#### WHAT TO WORK ON:
Line count for "builder": state how many lines of the listing below contain it, without anything else.

#### SUPPLIED INFORMATION:

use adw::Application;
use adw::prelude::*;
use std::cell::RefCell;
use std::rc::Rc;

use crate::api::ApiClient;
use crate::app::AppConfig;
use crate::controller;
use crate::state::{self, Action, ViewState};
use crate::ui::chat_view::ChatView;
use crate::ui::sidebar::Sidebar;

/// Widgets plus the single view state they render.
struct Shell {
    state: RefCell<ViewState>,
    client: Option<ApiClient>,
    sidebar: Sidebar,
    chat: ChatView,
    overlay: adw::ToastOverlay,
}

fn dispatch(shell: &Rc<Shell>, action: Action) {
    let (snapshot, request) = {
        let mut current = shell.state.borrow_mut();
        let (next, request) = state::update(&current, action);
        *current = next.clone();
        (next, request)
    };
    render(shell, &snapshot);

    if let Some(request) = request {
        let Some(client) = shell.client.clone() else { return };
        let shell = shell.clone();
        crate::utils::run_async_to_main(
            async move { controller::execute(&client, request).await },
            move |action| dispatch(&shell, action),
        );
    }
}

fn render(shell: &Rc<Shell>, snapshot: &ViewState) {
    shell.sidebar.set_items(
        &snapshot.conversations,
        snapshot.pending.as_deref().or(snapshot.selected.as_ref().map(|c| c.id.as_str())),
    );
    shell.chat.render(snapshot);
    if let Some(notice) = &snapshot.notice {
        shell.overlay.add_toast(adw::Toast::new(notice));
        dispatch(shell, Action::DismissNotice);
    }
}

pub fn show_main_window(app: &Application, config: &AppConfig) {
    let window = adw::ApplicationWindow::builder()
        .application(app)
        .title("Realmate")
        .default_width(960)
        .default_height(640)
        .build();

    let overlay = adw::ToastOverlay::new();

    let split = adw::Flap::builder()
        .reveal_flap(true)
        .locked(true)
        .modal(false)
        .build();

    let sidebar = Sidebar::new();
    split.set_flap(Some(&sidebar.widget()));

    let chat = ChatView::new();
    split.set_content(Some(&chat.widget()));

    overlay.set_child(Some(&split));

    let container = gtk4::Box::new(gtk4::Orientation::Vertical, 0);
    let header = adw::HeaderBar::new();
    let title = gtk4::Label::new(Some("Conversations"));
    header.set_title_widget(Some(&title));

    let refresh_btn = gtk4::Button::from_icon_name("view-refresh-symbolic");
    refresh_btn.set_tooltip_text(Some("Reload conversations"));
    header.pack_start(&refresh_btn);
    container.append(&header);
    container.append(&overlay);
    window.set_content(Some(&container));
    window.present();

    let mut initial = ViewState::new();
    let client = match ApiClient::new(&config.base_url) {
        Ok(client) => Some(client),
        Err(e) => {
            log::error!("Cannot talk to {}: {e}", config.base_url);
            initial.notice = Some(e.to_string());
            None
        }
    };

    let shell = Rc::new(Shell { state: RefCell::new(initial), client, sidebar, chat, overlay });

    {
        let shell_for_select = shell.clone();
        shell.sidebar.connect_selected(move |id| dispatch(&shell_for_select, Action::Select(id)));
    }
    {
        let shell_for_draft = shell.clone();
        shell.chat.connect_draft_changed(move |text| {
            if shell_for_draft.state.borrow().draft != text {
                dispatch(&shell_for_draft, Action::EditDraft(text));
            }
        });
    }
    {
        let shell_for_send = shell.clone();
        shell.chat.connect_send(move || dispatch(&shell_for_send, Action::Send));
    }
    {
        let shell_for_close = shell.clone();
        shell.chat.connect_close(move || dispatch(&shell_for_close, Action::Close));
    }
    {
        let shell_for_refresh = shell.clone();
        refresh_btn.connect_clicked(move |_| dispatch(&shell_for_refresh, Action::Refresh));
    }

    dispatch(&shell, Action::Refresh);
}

#### ANSWER TO THIS PROBLEM:
2